Estamos nos organizando para encontrar caminhos de autocuidado, pensando em questões físicas e emocionais. Temos a certeza de que, se o Jair Bolsonaro vencer, não teremos a continuidade das políticas de saúde para a população LGBTQ. E vocês me perguntaram sobre os direitos sexuais e reprodutivos, né? Será que Bolsonaro sabe o que isso significa?
Não podemos perder de vista que políticas higienistas estão em curso. O controle de natalidade para mulheres em situação de rua ou usuárias de drogas já acontece. Em Minas Gerais, há casos de meninas e mulheres em condição de rua que preferem fazer o parto entre elas para não correrem o risco de levarem seus filhos da maternidade para a adoção. Imagine um sinal verde para expandirem isso, para esterilizarem essas meninas e mulheres.
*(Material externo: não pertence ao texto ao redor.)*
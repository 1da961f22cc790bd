//! Per-frame timing and audio bookkeeping.

use serde::Serialize;

/// Peak decay per frame.
const PEAK_DECAY: f32 = 0.95;
/// Exponential moving average factor for the running average.
const AVERAGE_ALPHA: f32 = 0.05;
/// Upper bound on a single step so a stalled host does not fling particles.
const MAX_DT: f32 = 0.1;

#[derive(Clone, Copy, Debug, Default, PartialEq, Serialize)]
#[serde(rename_all = "camelCase")]
pub struct FrameState {
    /// Host timestamp of this frame in milliseconds.
    pub time_ms: f64,
    /// Seconds since the first frame.
    pub elapsed_s: f64,
    /// Seconds since the previous frame, clamped to [0, 0.1].
    pub dt: f32,
    /// Zero on the first frame.
    pub frame_index: u64,
    /// Normalized audio level in [0, 1].
    pub audio_level: f32,
    pub peak_level: f32,
    pub average_level: f32,
    #[serde(skip)]
    start_ms: Option<f64>,
}

impl FrameState {
    /// Recompute for a new tick.
    pub fn advance(&mut self, now_ms: f64, audio_level: f32) {
        match self.start_ms {
            None => {
                self.start_ms = Some(now_ms);
                self.dt = 0.0;
                self.frame_index = 0;
            }
            Some(_) => {
                self.dt = (((now_ms - self.time_ms) / 1000.0) as f32).clamp(0.0, MAX_DT);
                self.frame_index += 1;
            }
        }
        self.time_ms = now_ms;
        self.elapsed_s = ((now_ms - self.start_ms.unwrap_or(now_ms)) / 1000.0).max(0.0);

        let level = if audio_level.is_nan() { 0.0 } else { audio_level.clamp(0.0, 1.0) };
        self.audio_level = level;
        self.peak_level = level.max(self.peak_level * PEAK_DECAY);
        self.average_level += (level - self.average_level) * AVERAGE_ALPHA;
    }

    /// Copy with the audio level replaced, for consumers that see the
    /// combined microphone and glow level.
    pub fn with_audio_level(&self, audio_level: f32) -> Self {
        Self { audio_level, ..*self }
    }
}

#[cfg(test)]
mod tests {
    use super::*;

    #[test]
    fn test_first_frame_has_zero_dt() {
        let mut frame = FrameState::default();
        frame.advance(5000.0, 0.5);
        assert_eq!(frame.dt, 0.0);
        assert_eq!(frame.elapsed_s, 0.0);
        assert_eq!(frame.frame_index, 0);
    }

    #[test]
    fn test_dt_and_elapsed() {
        let mut frame = FrameState::default();
        frame.advance(1000.0, 0.0);
        frame.advance(1016.0, 0.0);
        assert!((frame.dt - 0.016).abs() < 1e-6);
        frame.advance(3000.0, 0.0);
        assert_eq!(frame.dt, MAX_DT);
        assert!((frame.elapsed_s - 2.0).abs() < 1e-9);
        assert_eq!(frame.frame_index, 2);
    }

    #[test]
    fn test_levels_are_clamped_and_tracked() {
        let mut frame = FrameState::default();
        frame.advance(0.0, 4.0);
        assert_eq!(frame.audio_level, 1.0);
        assert_eq!(frame.peak_level, 1.0);
        frame.advance(16.0, f32::NAN);
        assert_eq!(frame.audio_level, 0.0);
        assert!((frame.peak_level - PEAK_DECAY).abs() < 1e-6);
        assert!(frame.average_level > 0.0 && frame.average_level < 1.0);
    }
}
[Desde julho de 2016, as maternidades de Belo Horizonte são obrigadas a acionar a Vara Cível da Infância e da Juventude, no prazo de 48 horas, contadas a partir do nascimento do bebê, quando houver evidências ou constatação de que a mãe é usuária de drogas e/ou tem trajetória de rua. E, em 2013, Bolsonaro defendeu, na Câmara, um projeto de esterilização de mulheres pobres com o objetivo de combater a criminalidade e a miséria]
Algumas mulheres podem achar que é certo esterilizar mulheres nessas condições, mas esquecem que aos olhos da população branca e racista do Brasil isso também se aplica às mulheres negras.
Com Haddad, os movimentos sociais terão, ao menos, a possibilidade do diálogo. E mesmo com uma vitória do PT, neste momento, as coisas não estarão bem. Temos muito trabalho pela frente e, na minha opinião, não sei se daremos conta dessa construção em um curto prazo. Temos que resgatar a utopia do povo.